Kosmo has done two miles and when I picked him up to give him a break-he would squirm to get back down







I make sure to bring some water with on warmer days. It's warmer today so we just went for a mile walk-he's pooped out now. He'll sleep good tonight!


----------



## dolcevita (Aug 3, 2005)

Dolce has so much energy that she has yet to poop out on me. We usually go 1 to 2 miles, and afterwards she's still raring to go and wants to play! And when I get tired of playing, she plays by herself for half an hour or so before joining me on the sofa to watch tv. She's the Energizer Maltese!

Edited to add that she's only two, so maybe that's just teenager energy.


----------



## The A Team (Dec 1, 2005)

We walk a mile a lot of times or pretty close to a mile. They never want to go back home!!! But the good think about having little dogs is that you can always pick them up and carry them if they get too tired.
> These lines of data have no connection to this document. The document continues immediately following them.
// ============================================================
// Layer 1 — CLI / Presentation Layer
// ============================================================
// This is the entry point for all user interaction.
// It uses the `clap` crate to parse command line arguments.
// All business logic is delegated to Layer 2 (application).
//
// Three commands are supported:
//   1. `train`         — trains LRCN or C3D on a processed dataset
//   2. `predict`       — classifies a video with a checkpoint
//   3. `build-dataset` — downloads a processed dataset
//
// Reference: Rust Book §7 (Modules), §12 (CLI programs)

pub mod commands;

use anyhow::Result;
use clap::Parser;
use commands::{BuildDatasetArgs, Commands, PredictArgs, TrainArgs};

#[derive(Parser, Debug)]
#[command(
    name = "action-recognition",
    version = "0.1.0",
    about = "Train LRCN / C3D action recognition models on HMDB51 and UCF101, then classify videos."
)]
pub struct Cli {
    #[command(subcommand)]
    pub command: Commands,
}

impl Cli {
    /// Match on the subcommand and dispatch to the correct use case.
    /// This keeps the CLI layer thin — it only routes, never computes.
    pub fn run(self) -> Result<()> {
        match self.command {
            Commands::Train(args)        => Self::run_train(args),
            Commands::Predict(args)      => Self::run_predict(args),
            Commands::BuildDataset(args) => Self::run_build_dataset(args),
        }
    }

    fn run_train(args: TrainArgs) -> Result<()> {
        use crate::application::train_use_case::TrainUseCase;

        tracing::info!("Starting training on data in: {}", args.data_dir);
        let report = TrainUseCase::new(args.into()).execute()?;

        match report.best_epoch {
            Some(epoch) => println!(
                "Training complete. Best val_acc {:.2}% at epoch {}.",
                report.best_acc * 100.0, epoch
            ),
            None => println!("Training complete."),
        }
        Ok(())
    }

    fn run_predict(args: PredictArgs) -> Result<()> {
        use crate::application::predict_use_case::PredictUseCase;

        let video = args.video.display().to_string();
        let predictions = PredictUseCase::new(args.into()).execute()?;

        println!("\nTop {} for {}:", predictions.len(), video);
        for (rank, p) in predictions.iter().enumerate() {
            match &p.label {
                Some(name) => println!("{:>3}. {:<28} ({:>3}) {:.4}", rank + 1, name, p.class_index, p.score),
                None       => println!("{:>3}. class {:>3} {:.4}", rank + 1, p.class_index, p.score),
            }
        }
        Ok(())
    }

    fn run_build_dataset(args: BuildDatasetArgs) -> Result<()> {
        use crate::application::build_dataset_use_case::BuildDatasetUseCase;

        let folder = BuildDatasetUseCase::new(args.into()).execute()?;
        println!("--DONE-- dataset in {}", folder.display());
        Ok(())
    }
}

#[cfg(test)]
mod tests {
    use super::*;
    use crate::application::train_use_case::TrainConfig;
    use crate::ml::model::ModelSpec;

    #[test]
    fn test_train_parses_model_subcommand() {
        let cli = Cli::try_parse_from([
            "action-recognition", "train",
            "--data-dir", "data/HMDB51/5_frames_uniform",
            "--dataset", "hmdb51",
            "lrcn", "--latent-dim", "128",
        ])
        .unwrap();

        let Commands::Train(args) = cli.command else { panic!("expected train") };
        let cfg: TrainConfig = args.into();
        assert_eq!(cfg.batch_size, 64);
        assert_eq!(cfg.ckp_dir, "./ckp/baseline");
        match cfg.model {
            ModelSpec::Lrcn(a) => {
                assert_eq!(a.latent_dim, 128);
                assert_eq!(a.hidden_size, 256);
            }
            other => panic!("unexpected model {:?}", other),
        }
    }

    #[test]
    fn test_model_flags_are_scoped_to_their_model() {
        let res = Cli::try_parse_from([
            "action-recognition", "train",
            "--data-dir", "d", "--dataset", "ucf101",
            "c3d", "--latent-dim", "128",
        ]);
        assert!(res.is_err());
    }

    #[test]
    fn test_unknown_dataset_rejected() {
        let res = Cli::try_parse_from([
            "action-recognition", "build-dataset", "--dataset", "kinetics",
        ]);
        assert!(res.is_err());
    }

    #[test]
    fn test_predict_defaults() {
        let cli = Cli::try_parse_from(["action-recognition", "predict", "--video", "clip.gif"]).unwrap();
        let Commands::Predict(args) = cli.command else { panic!("expected predict") };
        assert_eq!(args.restore_file, "best.pth");
        assert_eq!(args.staging_dir, std::path::PathBuf::from("./deployment/staging"));
    }
}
I sometimes take turns carrying them (I walk three at a time). I carry one till they wiggle to get back down, then I'll pick up another one. Actually I bought a stroller, but it's impossible to walk three dogs and push a stroller at the same time. If someone else comes along and pushes the stroller, no one ever wants to get in it - unless I am pushing it


----------



## LMJ (Feb 16, 2006)

I think it depends on how far your dogs are conditioned to walk. If you want them to walk more than 1 mile with you, then increase by short distance every few days or week or so until they are up to par for more mileage. Don't forget to bring along water for long walks. I don't know about your pups, but Jeffery drinks lots of water and anytime I am away from home for long periods, I bring water for him.


----------



## Jacki (Jul 13, 2006)

On Sprout's first walk, he made it 1/2 mile before sitting down and looking up at us like "Okay, I'm done!"

Now, he goes much further, but we always pick him up for a rest if he looks tired, sits down and gives us that look, or just seems to need a rest. I always keep water handy, too. 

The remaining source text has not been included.